Creative Loafing bankruptcy: back in court today for ownership determination

March 17, 2009 at 11:40 am by Wayne Garcia

Creative Loafing CFO Angela LaFon spent the morning testifying in our bankruptcy case today, describing how she assembled various budgets and financial forecasts that are at the heart of the company’s disputed value. Federal Bankruptcy Judge Caryl Delano’s decision on who ends up with control of the alt-weekly chain could come late today at the end of testimony.

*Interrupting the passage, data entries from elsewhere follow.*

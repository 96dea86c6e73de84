//! TF-IDF weighted cosine similarity over token lists

use ahash::{AHashMap, AHashSet};

use crate::index::Corpus;

/// Cosine similarity between two token lists under TF-IDF weighting
///
/// Term frequency is occurrence count divided by token-list length; each
/// term's weight is `tf * idf`, with unknown terms taking a neutral IDF
/// of 1.0. Returns 0.0 when either side is empty or has a zero-norm
/// vector, never dividing by zero.
pub fn tfidf_cosine(a: &[String], b: &[String], corpus: &Corpus) -> f64 {
    if a.is_empty() || b.is_empty() {
        return 0.0;
    }

    let tf_a = term_frequencies(a);
    let tf_b = term_frequencies(b);

    // Accumulate in sorted term order so the sum is deterministic and
    // exactly symmetric under argument swap.
    let mut terms: Vec<&str> = tf_a
        .keys()
        .chain(tf_b.keys())
        .copied()
        .collect::<AHashSet<&str>>()
        .into_iter()
        .collect();
    terms.sort_unstable();

    let mut dot = 0.0;
    let mut norm_a = 0.0;
    let mut norm_b = 0.0;
    for term in terms {
        let idf = corpus.idf(term).unwrap_or(1.0);
        let wa = tf_a.get(term).copied().unwrap_or(0.0) * idf;
        let wb = tf_b.get(term).copied().unwrap_or(0.0) * idf;
        dot += wa * wb;
        norm_a += wa * wa;
        norm_b += wb * wb;
    }

    if norm_a == 0.0 || norm_b == 0.0 {
        return 0.0;
    }

    dot / (norm_a.sqrt() * norm_b.sqrt())
}

fn term_frequencies(tokens: &[String]) -> AHashMap<&str, f64> {
    let mut counts: AHashMap<&str, f64> = AHashMap::new();
    for token in tokens {
        *counts.entry(token.as_str()).or_insert(0.0) += 1.0;
    }
    let len = tokens.len() as f64;
    for value in counts.values_mut() {
        *value /= len;
    }
    counts
}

LaFon was asked about a summary of cost savings she prepared for the hearing, one that shows cuts made both before and after the bankruptcy filing on Sept. 29, 2008, and asked by an attorney for Atalaya Capital Management if it was proper to include the pre-bankruptcy costs cuts that were already in place as evidence of the company’s efforts to mitigate losses post-bankruptcy.

“This is a fair depiction,” she testified, “and absolutely, we have mitigated that $8 million in revenue declines.”

The case turns on two differing valuations of the company and interpretations of when it lost value in terms of sales revenues. The Atlanta-based Atalaya — which wants to take control of Creative Loafing and is owed $31 million from its financing of CL’s 2007 purchases of the Chicago Reader and the Washington City Paper — contends a severe drop in revenues and value took place after the bankruptcy filing and is evidence of improper or ineffective management. Creative Loafing, however, has produced numbers that show the revenue slide began as far back as July 2008 and was evident (and real) long before the September bankruptcy. CL is contending the bulk of the loss in the company’s value came before bankruptcy and that losses have been stemmed by management since the filing through various cost cuts (layoffs, etc.)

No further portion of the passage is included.